Meat consumption is forecast to double in the next 30 years as the world gets richer and developing nations form a taste for farmed protein. However, it’s a shift the planet may not be able to sustain with traditional farming. One solution is lab-grown meat.

In 1932, the British Prime Minister Winston Churchill pondered the madness of growing an entire animal to eat only part of it.

“Fifty years hence, we shall escape the absurdity of growing a whole chicken in order to eat the breast or wing, by growing these parts separately under a suitable medium,” he wrote in his collection of essays, Thoughts and Adventures.

Then, the prediction was the realm of science fiction. Now, however, it may be an answer to the ever-increasing pressure put on the planet by farming meat.

“You don’t need a lot of resources, you don’t need a lot of water … and thirdly you don’t need a lot of skilled forces to do this,” says Professor Mark Post of Maastricht University in the Netherlands.

Lab burger researcher, Professor Mark Post of Maastricht University, Netherlands. Photo credit: David Parry/PA (CC BY -SA 3.0)
Lab burger researcher, Professor Mark Post of Maastricht University, Netherlands. Photo credit: David Parry/Press Association (CC BY -SA 3.0)

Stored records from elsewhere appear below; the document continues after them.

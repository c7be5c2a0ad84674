use std::sync::OnceLock;

use chrono::{DateTime, Utc};
use regex::{Captures, Regex};
use serde::{Deserialize, Serialize};
use tracing::debug;

use super::context::PlaybookContext;
use super::registry::PlaybookRegistry;
use super::types::{PlaybookRule, TriggerClause};
use crate::state::{DecisionRecord, SessionStateStore};

static PLACEHOLDER: OnceLock<Regex> = OnceLock::new();

fn placeholder_pattern() -> &'static Regex {
    PLACEHOLDER.get_or_init(|| Regex::new(r"\{([A-Za-z][A-Za-z0-9_]*)\}").unwrap())
}

/// The single action the parent must take next. The engine decides; the
/// caller invokes the tool or follows the route.
#[derive(Debug, Clone, PartialEq, Eq, Serialize, Deserialize)]
#[serde(rename_all = "camelCase")]
pub struct NextAction {
    pub rule_id: String,
    pub tool: Option<String>,
    pub route: Option<String>,
    pub rationale: Vec<String>,
}

impl NextAction {
    pub fn to_decision(&self, decided_at: DateTime<Utc>) -> DecisionRecord {
        DecisionRecord {
            rule_id: self.rule_id.clone(),
            tool: self.tool.clone(),
            route: self.route.clone(),
            rationale: self.rationale.clone(),
            decided_at,
        }
    }
}

pub fn rule_matches(rule: &PlaybookRule, ctx: &PlaybookContext) -> bool {
    rule.trigger.iter().all(|clause| clause_holds(clause, ctx))
}

fn clause_holds(clause: &TriggerClause, ctx: &PlaybookContext) -> bool {
    match clause {
        TriggerClause::Pattern { modes, targets } => {
            let mode_ok = modes.is_empty() || modes.iter().any(|m| m.as_str() == ctx.mode);
            let target_ok =
                targets.is_empty() || targets.iter().any(|t| t.as_str() == ctx.target);
            mode_ok && target_ok
        }
        TriggerClause::Equals { field, value } => ctx.get(field).as_ref() == Some(value),
        TriggerClause::Threshold { field, bounds } => {
            match ctx.get(field).and_then(|v| v.as_int()) {
                Some(actual) => bounds.iter().all(|(cmp, bound)| cmp.holds(actual, *bound)),
                None => false,
            }
        }
    }
}

/// First matching rule: conditional rules before base rules, each list in
/// `(order, id)` order.
pub fn select_rule<'a>(
    registry: &'a PlaybookRegistry,
    ctx: &PlaybookContext,
) -> Option<&'a PlaybookRule> {
    registry.rules_in_precedence().find(|rule| rule_matches(rule, ctx))
}

pub fn resolve_next_action(
    registry: &PlaybookRegistry,
    ctx: &PlaybookContext,
) -> Option<NextAction> {
    let rule = select_rule(registry, ctx)?;
    debug!(rule_id = %rule.id, "Playbook rule matched");
    Some(NextAction {
        rule_id: rule.id.clone(),
        tool: rule.action.tool.clone(),
        route: rule.action.route.clone(),
        rationale: rule
            .description
            .iter()
            .map(|line| render(line, ctx))
            .collect(),
    })
}

/// Substitute `{field}` placeholders. Unknown fields stay as written.
pub fn render(template: &str, ctx: &PlaybookContext) -> String {
    placeholder_pattern()
        .replace_all(template, |caps: &Captures| match ctx.get(&caps[1]) {
            Some(value) => value.to_string(),
            None => caps[0].to_string(),
        })
        .into_owned()
}

/// Resolve the next action for a session and record it as the session's
/// last decision.
pub fn decide_next_action(
    store: &SessionStateStore,
    registry: &PlaybookRegistry,
    session_id: &str,
    parallel_enabled: bool,
    now: DateTime<Utc>,
) -> Option<NextAction> {
    let state = store.get(session_id);
    let ctx = PlaybookContext::from_state(&state).with_parallel_enabled(parallel_enabled);
    let action = resolve_next_action(registry, &ctx)?;
    store.set_last_decision(session_id, action.to_decision(now));
    Some(action)
}

#[cfg(test)]
mod tests {
    use std::path::PathBuf;

    use super::*;
    use crate::clock::{Clock, ManualClock};
    use crate::state::{Mode, SessionEvent, SessionState, TargetCategory};

    const RULES: &str = r#"
version: 1
rules:
  - id: base-scan
    order: 10
    description:
      - "Phase {phase}: scan the {target} target."
    trigger:
      equals:
        - field: scanComplete
          value: false
    mandatory_next_action: { tool: run_scan }
  - id: base-plan
    order: 20
    description: "Build a plan ({unknownThing})."
    mandatory_next_action: { route: planner }
conditional_rules:
  - id: stuck
    order: 5
    description: "No new evidence for {noNewEvidenceLoops} loops."
    trigger:
      counters:
        - field: noNewEvidenceLoops
          gte: 3
    mandatory_next_action: { route: pivot }
  - id: bounty-web
    order: 1
    description: "Bounty web target."
    trigger:
      pattern:
        modes: [bounty]
        targets: [web_api]
    mandatory_next_action: { tool: scope_check }
"#;

    fn registry() -> PlaybookRegistry {
        PlaybookRegistry::from_documents(&[(PathBuf::from("test.yaml"), RULES.to_string())])
            .unwrap()
    }

    #[test]
    fn test_base_rule_when_no_conditional_matches() {
        let ctx = PlaybookContext::from_state(&SessionState::default());
        let action = resolve_next_action(&registry(), &ctx).unwrap();
        assert_eq!(action.rule_id, "base-scan");
        assert_eq!(action.tool.as_deref(), Some("run_scan"));
        assert_eq!(action.rationale, vec!["Phase scan: scan the unknown target."]);
    }

    #[test]
    fn test_conditional_rules_take_precedence() {
        let state = SessionState {
            no_new_evidence_loops: 4,
            ..SessionState::default()
        };
        let ctx = PlaybookContext::from_state(&state);
        let action = resolve_next_action(&registry(), &ctx).unwrap();
        assert_eq!(action.rule_id, "stuck");
        assert_eq!(action.route.as_deref(), Some("pivot"));
        assert_eq!(action.rationale, vec!["No new evidence for 4 loops."]);
    }

    #[test]
    fn test_pattern_requires_mode_and_target() {
        let registry = registry();
        let mut state = SessionState {
            mode: Mode::Bounty,
            ..SessionState::default()
        };
        let ctx = PlaybookContext::from_state(&state);
        assert_eq!(select_rule(&registry, &ctx).unwrap().id, "base-scan");

        state.target = TargetCategory::WebApi;
        let ctx = PlaybookContext::from_state(&state);
        assert_eq!(select_rule(&registry, &ctx).unwrap().id, "bounty-web");
    }

    #[test]
    fn test_unknown_placeholder_left_literal() {
        let state = SessionState {
            scan_complete: true,
            ..SessionState::default()
        };
        let ctx = PlaybookContext::from_state(&state);
        let action = resolve_next_action(&registry(), &ctx).unwrap();
        assert_eq!(action.rule_id, "base-plan");
        assert_eq!(action.rationale, vec!["Build a plan ({unknownThing})."]);
    }

    #[test]
    fn test_selection_is_deterministic() {
        let registry = registry();
        let ctx = PlaybookContext::from_state(&SessionState::default());
        let first = resolve_next_action(&registry, &ctx);
        for _ in 0..10 {
            assert_eq!(resolve_next_action(&registry, &ctx), first);
        }
    }

    #[test]
    fn test_decision_recorded_on_state() {
        let clock = ManualClock::starting_now();
        let store = SessionStateStore::in_memory(3, clock.clone());
        let registry = registry();

        for _ in 0..3 {
            store.apply_event("ses_1", SessionEvent::NoNewEvidence);
        }
        let action = decide_next_action(&store, &registry, "ses_1", true, clock.now()).unwrap();
        assert_eq!(action.rule_id, "stuck");

        let decision = store.get("ses_1").last_decision.unwrap();
        assert_eq!(decision.rule_id, "stuck");
        assert_eq!(decision.route.as_deref(), Some("pivot"));
    }
}
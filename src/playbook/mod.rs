//! Declarative next-action rules.
//!
//! A registry holds base rules (default flow) and conditional rules (urgent
//! overrides). Selection is a pure function of registry and context.

mod context;
mod engine;
mod registry;
mod types;

pub use context::{CONTEXT_FIELDS, NUMERIC_FIELDS, PlaybookContext};
pub use engine::{
    NextAction, decide_next_action, render, resolve_next_action, rule_matches, select_rule,
};
pub use registry::{PlaybookCache, PlaybookRegistry};
pub use types::{
    Comparator, ContextValue, MandatoryAction, PlaybookRule, SUPPORTED_VERSION, StateHint,
    TriggerClause,
};
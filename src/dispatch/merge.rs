//! Quarantine check and merge of structured worker output.
//!
//! Worker text is untrusted. A track whose text carries prompt-injection
//! markers, or whose structured block has the wrong shape, is quarantined and
//! contributes nothing to the merged result.

use std::sync::OnceLock;

use regex::Regex;
use serde::{Deserialize, Serialize};
use serde_json::Value;

const MERGED_KEYS: [&str; 3] = ["findings", "evidence", "next_steps"];

static INJECTION_PATTERN: OnceLock<Regex> = OnceLock::new();
static FENCED_JSON: OnceLock<Regex> = OnceLock::new();

fn injection_pattern() -> &'static Regex {
    INJECTION_PATTERN.get_or_init(|| {
        Regex::new(
            r"(?ix)
            ignore\s+(all\s+)?(the\s+)?(previous|prior|above|earlier)\s+instructions
            | disregard\s+(all\s+)?(the\s+)?(previous|prior|above|system)\s+(instructions|prompt)
            | you\s+are\s+now\s+(a|an|the)\s
            | </?\s*system\s*>
            | begin\s+system\s+prompt
            | new\s+instructions\s*:
            | override\s+(your|the)\s+(rules|instructions)",
        )
        .unwrap()
    })
}

fn fenced_json() -> &'static Regex {
    FENCED_JSON.get_or_init(|| Regex::new(r"(?s)```(?:json)?\s*(\{.*?\})\s*```").unwrap())
}

#[derive(Debug, Clone, PartialEq)]
pub enum Verdict {
    /// Parsed structured block.
    Structured(Value),
    /// Plain text with no structured block; kept raw, nothing merged.
    Unstructured,
    Quarantined { reason: String },
}

impl Verdict {
    pub fn is_quarantined(&self) -> bool {
        matches!(self, Self::Quarantined { .. })
    }
}

pub fn inspect(text: &str) -> Verdict {
    if let Some(m) = injection_pattern().find(text) {
        return Verdict::Quarantined {
            reason: format!("injection marker: {}", m.as_str().trim()),
        };
    }

    let Some(block) = extract_structured(text) else {
        return Verdict::Unstructured;
    };
    for key in MERGED_KEYS {
        if let Some(value) = block.get(key)
            && !value.is_array()
        {
            return Verdict::Quarantined {
                reason: format!("'{}' is not an array", key),
            };
        }
    }
    Verdict::Structured(block)
}

/// Last fenced JSON object, or the outermost `{...}` span, that carries at
/// least one mergeable key.
fn extract_structured(text: &str) -> Option<Value> {
    let fenced = fenced_json()
        .captures_iter(text)
        .filter_map(|caps| serde_json::from_str::<Value>(&caps[1]).ok())
        .filter(has_merge_keys)
        .last();
    if fenced.is_some() {
        return fenced;
    }

    let start = text.find('{')?;
    let end = text.rfind('}')?;
    if end <= start {
        return None;
    }
    serde_json::from_str::<Value>(&text[start..=end])
        .ok()
        .filter(has_merge_keys)
}

fn has_merge_keys(value: &Value) -> bool {
    value
        .as_object()
        .is_some_and(|obj| MERGED_KEYS.iter().any(|k| obj.contains_key(*k)))
}

#[derive(Debug, Clone, Default, PartialEq, Serialize, Deserialize)]
pub struct MergedResult {
    pub findings: Vec<Value>,
    pub evidence: Vec<Value>,
    pub next_steps: Vec<Value>,
}

impl MergedResult {
    pub fn is_empty(&self) -> bool {
        self.findings.is_empty() && self.evidence.is_empty() && self.next_steps.is_empty()
    }

    /// Append a structured block's arrays, skipping exact duplicates.
    pub fn absorb(&mut self, block: &Value) {
        for (key, target) in [
            ("findings", &mut self.findings),
            ("evidence", &mut self.evidence),
            ("next_steps", &mut self.next_steps),
        ] {
            if let Some(items) = block.get(key).and_then(Value::as_array) {
                for item in items {
                    if !target.contains(item) {
                        target.push(item.clone());
                    }
                }
            }
        }
    }
}
//! Parallel dispatch of worker sessions.
//!
//! - `DispatchPlan` / `Planner`: what to run
//! - `ParallelGroup` / `ParallelTrack`: runtime bookkeeping in a `GroupStore`
//! - `DispatchOrchestrator`: create, promote, collect, abort
//! - `WorkerClient`: the external execution service

mod client;
mod group;
mod merge;
mod orchestrator;
mod plan;
mod store;

pub use client::{
    CreateSessionRequest, MessageRole, PromptRequest, SessionStatus, WorkerClient, WorkerMessage,
    WorkerResult, WorkerSession, latest_assistant_text,
};
pub use group::{DroppedTrack, GroupLimits, ParallelGroup, ParallelTrack, TrackStatus};
pub use merge::{MergedResult, Verdict, inspect};
pub use orchestrator::{CollectedResults, DispatchOptions, DispatchOrchestrator, TrackResult};
pub use plan::{DispatchPlan, PlanKind, Planner, RESULT_FORMAT, TrackRequest};
pub use store::GroupStore;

Post is credited with developing the first ever cell-cultured beef hamburger. In 2013, at an event in London, he showcased his creation. He had taken a muscle sample from a cow and separated the muscle specific stem cells. He then allowed these cells to multiply until they numbered in their trillions. Then he again separated the cells into smaller groupings that could be compacted together. Post added salt and breadcrumbs before cooking the finished product. Voila – a lab grown burger.

Using this method, the burger required just 225g of nutrients to produce 200g of beef. In contrast, the typical burger requires 1.3kg of feed to produce 200g beef. Producing the lab-grown meat also had 96 percent lower greenhouse-gas emissions, 99 percent lower land use, and 82 to 96 percent less water use than European produced meat – excluding poultry.

Post believes that if his method can be scaled up it will have a huge impact on the future of agriculture and the world.

“It will tremendously reduce the amount of livestock farming that we have on this planet, because of all the negative consequences of it.”

The scale of the problem

The Food and Agriculture Organization projects total meat consumption will more than double between 2000 and 2050 – by which time the world’s population will be 9.7 billion people.

Roughly one third of the Earth’s land is used for agriculture and 70 percent of this is used for raising livestock. If this pasture was used to grow crops instead it could potentially provide enough calories to meet the basic needs of an additional 4 billion people – more than enough to meet the needs of the forecasted 2050 population.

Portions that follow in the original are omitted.